(Stored items)
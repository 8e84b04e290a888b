//! Real Symbol Catalogue
//!
//! Every OS entry point the layer knows how to substitute, with the module it
//! is exported from. The external hook engine resolves these by name; entry
//! points marked optional may be missing on older systems.

use serde::Serialize;
use std::fmt;

/// System module exporting an entry point.
#[derive(Debug, Clone, Copy, PartialEq, Eq, Hash, Serialize)]
pub enum Module {
    /// `kernelbase.dll`, preferred when present
    KernelBase,
    /// `kernel32.dll`, fallback on systems without kernelbase
    Kernel32,
}

impl Module {
    pub const fn file_name(self) -> &'static str {
        match self {
            Module::KernelBase => "kernelbase.dll",
            Module::Kernel32 => "kernel32.dll",
        }
    }
}

macro_rules! symbols {
    ($($variant:ident => $name:literal, optional = $optional:literal;)*) => {
        /// An interceptable OS entry point.
        #[derive(Debug, Clone, Copy, PartialEq, Eq, PartialOrd, Ord, Hash, Serialize)]
        pub enum Symbol {
            $($variant,)*
        }

        impl Symbol {
            pub const ALL: &'static [Symbol] = &[$(Symbol::$variant,)*];

            /// Exported name, as passed to the resolver.
            pub const fn name(self) -> &'static str {
                match self {
                    $(Symbol::$variant => $name,)*
                }
            }

            /// Newer APIs that older systems lack; skipped when unresolved.
            pub const fn is_optional(self) -> bool {
                match self {
                    $(Symbol::$variant => $optional,)*
                }
            }
        }
    };
}

symbols! {
    GetCommandLineW => "GetCommandLineW", optional = false;
    GetCommandLineA => "GetCommandLineA", optional = false;
    SetThreadExecutionState => "SetThreadExecutionState", optional = false;
    GetTickCount => "GetTickCount", optional = false;
    GetTickCount64 => "GetTickCount64", optional = true;
    QueryUnbiasedInterruptTime => "QueryUnbiasedInterruptTime", optional = true;
    QueryPerformanceCounter => "QueryPerformanceCounter", optional = false;
    SleepEx => "SleepEx", optional = false;
    GetUserDefaultUILanguage => "GetUserDefaultUILanguage", optional = false;
    GetUserDefaultLocaleName => "GetUserDefaultLocaleName", optional = true;
    GetUserDefaultLCID => "GetUserDefaultLCID", optional = false;
    GetUserDefaultLangID => "GetUserDefaultLangID", optional = false;
    GetUserDefaultGeoName => "GetUserDefaultGeoName", optional = true;
    GetSystemDefaultUILanguage => "GetSystemDefaultUILanguage", optional = false;
    GetSystemDefaultLocaleName => "GetSystemDefaultLocaleName", optional = true;
    GetSystemDefaultLCID => "GetSystemDefaultLCID", optional = false;
    GetSystemDefaultLangID => "GetSystemDefaultLangID", optional = false;
    GetVolumeInformationByHandleW => "GetVolumeInformationByHandleW", optional = true;
    LcidToLocaleName => "LCIDToLocaleName", optional = true;
}

impl Symbol {
    /// Modules searched for this entry point, in order.
    pub const fn search_order(self) -> [Module; 2] {
        [Module::KernelBase, Module::Kernel32]
    }

    /// Case-sensitive lookup by exported name.
    pub fn from_name(name: &str) -> Option<Symbol> {
        Symbol::ALL.iter().copied().find(|s| s.name() == name)
    }
}

impl fmt::Display for Symbol {
    fn fmt(&self, f: &mut fmt::Formatter<'_>) -> fmt::Result {
        f.write_str(self.name())
    }
}
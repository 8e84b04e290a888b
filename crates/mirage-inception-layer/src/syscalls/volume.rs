//! Volume serial masking.
//!
//! The real serial number is never shown to the guest. Each distinct real
//! serial maps to one virtual serial for the lifetime of the layer, chosen
//! from a per-volume policy override or at random.

use crate::error::LayerError;
use crate::platform::{Platform, RawHandle, VolumeApi, VolumeInformation, MAX_PATH};
use mirage_config::{keys, PolicyStore};
use std::collections::HashMap;
use std::sync::{Arc, Mutex, PoisonError};

/// Characters of the object name used as the policy lookup key
/// (`\Device\HarddiskVolumeN` fits).
pub const SERIAL_KEY_LEN: usize = 23;

/// Override value meaning "no override".
pub const DEFAULT_SERIAL_TEXT: &str = "0000-0000";

/// Strict `HHHH-HHHH` check, case-insensitive.
pub fn is_valid_serial_text(text: &str) -> bool {
    let bytes = text.as_bytes();
    bytes.len() == 9
        && bytes[4] == b'-'
        && bytes
            .iter()
            .enumerate()
            .all(|(i, b)| i == 4 || b.is_ascii_hexdigit())
}

/// Parse a valid, non-zero `HHHH-HHHH` override.
pub fn parse_serial_text(text: &str) -> Option<u32> {
    if !is_valid_serial_text(text) {
        return None;
    }
    let digits: String = text.chars().filter(|&c| c != '-').collect();
    u32::from_str_radix(&digits, 16).ok().filter(|&v| v != 0)
}

/// Render a serial the way the policy spells it.
pub fn format_serial(serial: u32) -> String {
    format!("{:04X}-{:04X}", serial >> 16, serial & 0xFFFF)
}

/// A random serial; zero is re-rolled.
pub fn random_serial() -> u32 {
    loop {
        let serial = rand::random::<u32>();
        if serial != 0 {
            return serial;
        }
    }
}

/// Real serial → virtual serial, stable once chosen.
#[derive(Debug, Default)]
pub struct VolumeIdentityCache {
    serials: Mutex<HashMap<u32, u32>>,
}

impl VolumeIdentityCache {
    pub fn new() -> Self {
        Self::default()
    }

    /// Return the cached virtual serial for `real`, or derive, store and
    /// return a new one. The lock is held across the whole sequence so only
    /// one thread ever derives a value for a given key.
    pub fn get_or_derive<F>(&self, real: u32, derive: F) -> Result<u32, LayerError>
    where
        F: FnOnce() -> Result<u32, LayerError>,
    {
        let mut serials = self.serials.lock().unwrap_or_else(PoisonError::into_inner);
        if let Some(&cached) = serials.get(&real) {
            return Ok(cached);
        }
        let chosen = derive()?;
        serials.insert(real, chosen);
        Ok(chosen)
    }

    pub fn get(&self, real: u32) -> Option<u32> {
        self.serials
            .lock()
            .unwrap_or_else(PoisonError::into_inner)
            .get(&real)
            .copied()
    }

    pub fn len(&self) -> usize {
        self.serials
            .lock()
            .unwrap_or_else(PoisonError::into_inner)
            .len()
    }

    pub fn is_empty(&self) -> bool {
        self.len() == 0
    }
}

/// Substitute for the volume-information query.
pub struct MaskedVolumes {
    platform: Arc<dyn Platform>,
    policy: Arc<dyn PolicyStore>,
    cache: VolumeIdentityCache,
}

impl MaskedVolumes {
    pub fn new(platform: Arc<dyn Platform>, policy: Arc<dyn PolicyStore>) -> Self {
        Self {
            platform,
            policy,
            cache: VolumeIdentityCache::new(),
        }
    }

    pub fn cache(&self) -> &VolumeIdentityCache {
        &self.cache
    }

    /// Virtual serial for the volume behind `handle` whose real serial is `real_serial`.
    pub fn get_virtual_serial(&self, real_serial: u32, handle: RawHandle) -> Result<u32, LayerError> {
        self.cache
            .get_or_derive(real_serial, || self.derive_serial(handle))
    }

    fn derive_serial(&self, handle: RawHandle) -> Result<u32, LayerError> {
        let name = self.platform.object_name(handle)?;
        let len = name.encode_utf16().count();
        if len > MAX_PATH {
            return Err(LayerError::ObjectNameTooLong { len, max: MAX_PATH });
        }

        let key: String = name.chars().take(SERIAL_KEY_LEN).collect();
        let text = self
            .policy
            .query_named_text(&key, keys::DISK_SERIAL_NUMBER, DEFAULT_SERIAL_TEXT);

        let configured = parse_serial_text(&text);
        mirage_config::log_layer_debug!(
            "volume serial derived",
            volume = key.as_str(),
            from_policy = configured.is_some(),
        );
        Ok(configured.unwrap_or_else(random_serial))
    }
}

impl VolumeApi for MaskedVolumes {
    fn volume_information(&self, handle: RawHandle) -> Result<VolumeInformation, LayerError> {
        let mut info = self.platform.volume_information(handle)?;
        info.serial_number = self.get_virtual_serial(info.serial_number, handle)?;
        Ok(info)
    }
}
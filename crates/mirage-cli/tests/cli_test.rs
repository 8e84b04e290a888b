//! Integration tests for the mirage binary

use std::fs;
use std::path::Path;
use std::process::{Command, Output};
use tempfile::TempDir;

/// Run mirage with an isolated home and no inherited policy.
fn mirage(home: &Path, args: &[&str]) -> Output {
    Command::new(env!("CARGO_BIN_EXE_mirage"))
        .args(args)
        .current_dir(home)
        .env("HOME", home)
        .env_remove("MIRAGE_POLICY")
        .env_remove("MIRAGE_BOX")
        .output()
        .expect("Failed to execute mirage")
}

fn stdout(output: &Output) -> String {
    String::from_utf8_lossy(&output.stdout).into_owned()
}

#[test]
fn test_help_lists_commands() {
    let home = TempDir::new().unwrap();
    let output = mirage(home.path(), &["--help"]);
    let text = stdout(&output);
    assert!(output.status.success());
    for command in ["probe", "cmdline", "serial", "init"] {
        assert!(text.contains(command), "missing {command}");
    }
}

#[test]
fn test_cmdline_preview_with_explicit_flags() {
    let home = TempDir::new().unwrap();
    let output = mirage(
        home.path(),
        &["cmdline", "--flags", "--extra", r#""C:\chrome.exe" --flag1"#],
    );
    assert!(output.status.success());
    assert_eq!(stdout(&output).trim(), r#""C:\chrome.exe" --extra --flag1"#);
}

#[test]
fn test_cmdline_preview_uses_policy_flags() {
    let home = TempDir::new().unwrap();
    let policy = home.path().join("policy.toml");
    fs::write(&policy, "[global]\nCustomChromiumFlags = \"--lang=de\"\n").unwrap();

    let output = mirage(
        home.path(),
        &["--policy", policy.to_str().unwrap(), "cmdline", "msedge.exe --a"],
    );
    assert!(output.status.success());
    assert_eq!(stdout(&output).trim(), "msedge.exe --lang=de --a");
}

#[test]
fn test_cmdline_child_process_unchanged() {
    let home = TempDir::new().unwrap();
    let line = "chrome.exe --type=renderer";
    let output = mirage(home.path(), &["cmdline", "--flags", "--x", line]);
    assert!(output.status.success());
    assert_eq!(stdout(&output).trim(), line);
    assert!(String::from_utf8_lossy(&output.stderr).contains("child process"));
}

#[test]
fn test_serial_validation() {
    let home = TempDir::new().unwrap();

    let valid = mirage(home.path(), &["serial", "aaaa-bbbb"]);
    assert!(valid.status.success());
    assert!(stdout(&valid).contains("AAAA-BBBB (0xAAAABBBB)"));

    let invalid = mirage(home.path(), &["serial", "0000-0000"]);
    assert!(stdout(&invalid).contains("invalid"));

    let random = mirage(home.path(), &["serial", "--random"]);
    let text = stdout(&random);
    assert_eq!(text.trim().len(), 9);
    assert_eq!(&text[4..5], "-");
}

#[test]
fn test_init_writes_template_once() {
    let home = TempDir::new().unwrap();
    let first = mirage(home.path(), &["init"]);
    assert!(first.status.success());

    let written = fs::read_to_string(home.path().join(".mirage/policy.toml")).unwrap();
    assert!(written.contains("[global]"));
    assert!(written.contains("UseChangeSpeed"));

    let second = mirage(home.path(), &["init"]);
    assert!(!second.status.success());
    assert!(String::from_utf8_lossy(&second.stderr).contains("already exists"));

    let forced = mirage(home.path(), &["init", "--force"]);
    assert!(forced.status.success());
}

#[test]
fn test_probe_json_reports_policy() {
    let home = TempDir::new().unwrap();
    let policy = home.path().join("policy.toml");
    fs::write(
        &policy,
        "[global]\nCustomLCID = 1031\nUseChangeSpeed = true\nAddTickSpeed = 2\n",
    )
    .unwrap();

    let output = mirage(
        home.path(),
        &["--policy", policy.to_str().unwrap(), "probe", "--json"],
    );
    assert!(output.status.success(), "{}", String::from_utf8_lossy(&output.stderr));

    let report: serde_json::Value = serde_json::from_str(&stdout(&output)).unwrap();
    assert_eq!(report["status"]["lcid"], 1031);
    let readings = report["readings"].as_array().unwrap();
    let lcid = readings
        .iter()
        .find(|r| r["symbol"] == "GetUserDefaultLCID")
        .unwrap();
    assert_eq!(lcid["observed"], "0x0407");
    assert_eq!(lcid["hooked"], true);
}
//! Tuning domain: static per-entity configuration and its validation.

use bevy::prelude::*;
use serde::{Deserialize, Serialize};

/// Which provider drives the enemy's control vector.
#[derive(Debug, Clone, Copy, PartialEq, Eq, Default, Deserialize, Serialize)]
pub enum EnemyDriver {
    /// Timer-based patrol with fixed jump/attack channels.
    #[default]
    Patrol,
    /// External learned policy through the training bridge.
    Policy,
}

/// Per-entity gameplay constants, fixed at spawn.
#[derive(Debug, Clone, Deserialize, Serialize)]
pub struct CharacterConfig {
    pub run_speed: f32,
    pub jump_height: f32,
    pub max_extra_jumps: u8,
    pub attack_cooldown: f32,
    pub max_hp: i32,
    pub projectile_speed: f32,
    pub pool_capacity: usize,
    /// Offset from the body center to the projectile spawn point; the x
    /// component mirrors with facing.
    pub fire_offset: (f32, f32),
}

impl Default for CharacterConfig {
    fn default() -> Self {
        Self {
            run_speed: 10.0,
            jump_height: 5.0,
            max_extra_jumps: 1,
            attack_cooldown: 0.5,
            max_hp: 5,
            projectile_speed: 12.0,
            pool_capacity: 4,
            fire_offset: (0.7, 0.2),
        }
    }
}

impl CharacterConfig {
    pub fn fire_point(&self) -> Vec2 {
        Vec2::new(self.fire_offset.0, self.fire_offset.1)
    }

    fn validate(&self, section: &'static str) -> Vec<ValidationError> {
        let mut errors = Vec::new();
        let mut check = |ok: bool, field: &'static str, message: &str| {
            if !ok {
                errors.push(ValidationError {
                    section,
                    field,
                    message: message.to_string(),
                });
            }
        };

        check(self.run_speed > 0.0, "run_speed", "must be positive");
        check(self.jump_height > 0.0, "jump_height", "must be positive");
        check(
            self.attack_cooldown >= 0.0,
            "attack_cooldown",
            "must not be negative",
        );
        check(self.max_hp > 0, "max_hp", "must be positive");
        check(
            self.projectile_speed > 0.0,
            "projectile_speed",
            "must be positive",
        );
        check(
            self.pool_capacity > 0,
            "pool_capacity",
            "a zero-capacity pool cannot fire",
        );
        errors
    }
}

/// Constants for the scripted patrol provider.
#[derive(Debug, Clone, Deserialize, Serialize)]
pub struct PatrolConfig {
    /// Simulated seconds between direction flips.
    pub flip_interval: f32,
    /// Spawn-time channels; horizontal flips around 0.5 on the interval.
    pub horizontal: f32,
    pub jump: f32,
    pub attack: f32,
}

impl Default for PatrolConfig {
    fn default() -> Self {
        Self {
            flip_interval: 7.0,
            horizontal: 0.75,
            jump: 1.0,
            attack: 1.0,
        }
    }
}

impl PatrolConfig {
    fn validate(&self) -> Vec<ValidationError> {
        let mut errors = Vec::new();
        if self.flip_interval <= 0.0 {
            errors.push(ValidationError {
                section: "patrol",
                field: "flip_interval",
                message: "must be positive".to_string(),
            });
        }
        for (value, field) in [
            (self.horizontal, "horizontal"),
            (self.jump, "jump"),
            (self.attack, "attack"),
        ] {
            if !(0.0..=1.0).contains(&value) {
                errors.push(ValidationError {
                    section: "patrol",
                    field,
                    message: "channels are normalized to [0, 1]".to_string(),
                });
            }
        }
        errors
    }
}

/// Stage extents and spawn points.
#[derive(Debug, Clone, Copy, Deserialize, Serialize)]
pub struct ArenaConfig {
    /// Half extents of the episode respawn region.
    pub half_extents: (f32, f32),
    pub player_spawn: (f32, f32),
    pub enemy_spawn: (f32, f32),
}

impl Default for ArenaConfig {
    fn default() -> Self {
        Self {
            half_extents: (16.0, 8.0),
            player_spawn: (-6.0, -4.0),
            enemy_spawn: (6.0, -4.0),
        }
    }
}

impl ArenaConfig {
    pub fn player_spawn_point(&self) -> Vec2 {
        Vec2::new(self.player_spawn.0, self.player_spawn.1)
    }

    pub fn enemy_spawn_point(&self) -> Vec2 {
        Vec2::new(self.enemy_spawn.0, self.enemy_spawn.1)
    }

    fn validate(&self) -> Vec<ValidationError> {
        let mut errors = Vec::new();
        if self.half_extents.0 <= 0.0 || self.half_extents.1 <= 0.0 {
            errors.push(ValidationError {
                section: "arena",
                field: "half_extents",
                message: "must be positive".to_string(),
            });
        }
        errors
    }
}

/// The whole static tuning surface, optionally overridden from RON.
#[derive(Resource, Debug, Clone, Default, Deserialize, Serialize)]
#[serde(default)]
pub struct GameTuning {
    pub player: CharacterConfig,
    pub enemy: CharacterConfig,
    pub patrol: PatrolConfig,
    pub arena: ArenaConfig,
    pub enemy_driver: EnemyDriver,
}

impl GameTuning {
    /// Collect every configuration error; empty means the tuning is usable.
    pub fn validate(&self) -> Vec<ValidationError> {
        let mut errors = Vec::new();
        errors.extend(self.player.validate("player"));
        errors.extend(self.enemy.validate("enemy"));
        errors.extend(self.patrol.validate());
        errors.extend(self.arena.validate());
        errors
    }
}

/// A configuration error with context about what failed.
#[derive(Debug)]
pub struct ValidationError {
    pub section: &'static str,
    pub field: &'static str,
    pub message: String,
}

impl std::fmt::Display for ValidationError {
    fn fmt(&self, f: &mut std::fmt::Formatter<'_>) -> std::fmt::Result {
        write!(f, "{}.{}: {}", self.section, self.field, self.message)
    }
}
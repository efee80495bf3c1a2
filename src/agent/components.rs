//! Agent domain: the learned-policy provider component.

use bevy::prelude::*;

use crate::input::ControlVector;

/// Marks the entity driven by the learned policy and holds the control
/// vector applied since the last decision step. Between decisions the last
/// vector keeps being applied; a fresh episode starts neutral.
#[derive(Component, Debug, Default)]
pub struct PolicyDriver {
    control: ControlVector,
}

impl PolicyDriver {
    /// Consume one decision-step action into the held control vector.
    pub fn apply_action(&mut self, action: f32) -> ControlVector {
        self.control = ControlVector::from_policy_action(action);
        self.control
    }

    pub fn control(&self) -> ControlVector {
        self.control
    }
}
//! Core domain: tests for seeded randomness.

use rand::Rng;

use super::{RunSeed, SimulationRng};

#[test]
fn test_rng_is_deterministic_for_a_seed() {
    let seed = RunSeed(42);
    let mut a = SimulationRng::from_seed(&seed);
    let mut b = SimulationRng::from_seed(&seed);

    for _ in 0..16 {
        let x: f32 = a.0.random_range(-16.0..16.0);
        let y: f32 = b.0.random_range(-16.0..16.0);
        assert_eq!(x, y);
    }
}

#[test]
fn test_different_seeds_diverge() {
    let mut a = SimulationRng::from_seed(&RunSeed(1));
    let mut b = SimulationRng::from_seed(&RunSeed(2));

    let xs: Vec<u32> = (0..8).map(|_| a.0.random()).collect();
    let ys: Vec<u32> = (0..8).map(|_| b.0.random()).collect();
    assert_ne!(xs, ys);
}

Instructions to follow: Find the lines above that contain the word "zero" and copy each one.

Response to this exercise:
/// Parse a valid, non-zero `HHHH-HHHH` override.
/// A random serial; zero is re-rolled.
            "a zero-capacity pool cannot fire",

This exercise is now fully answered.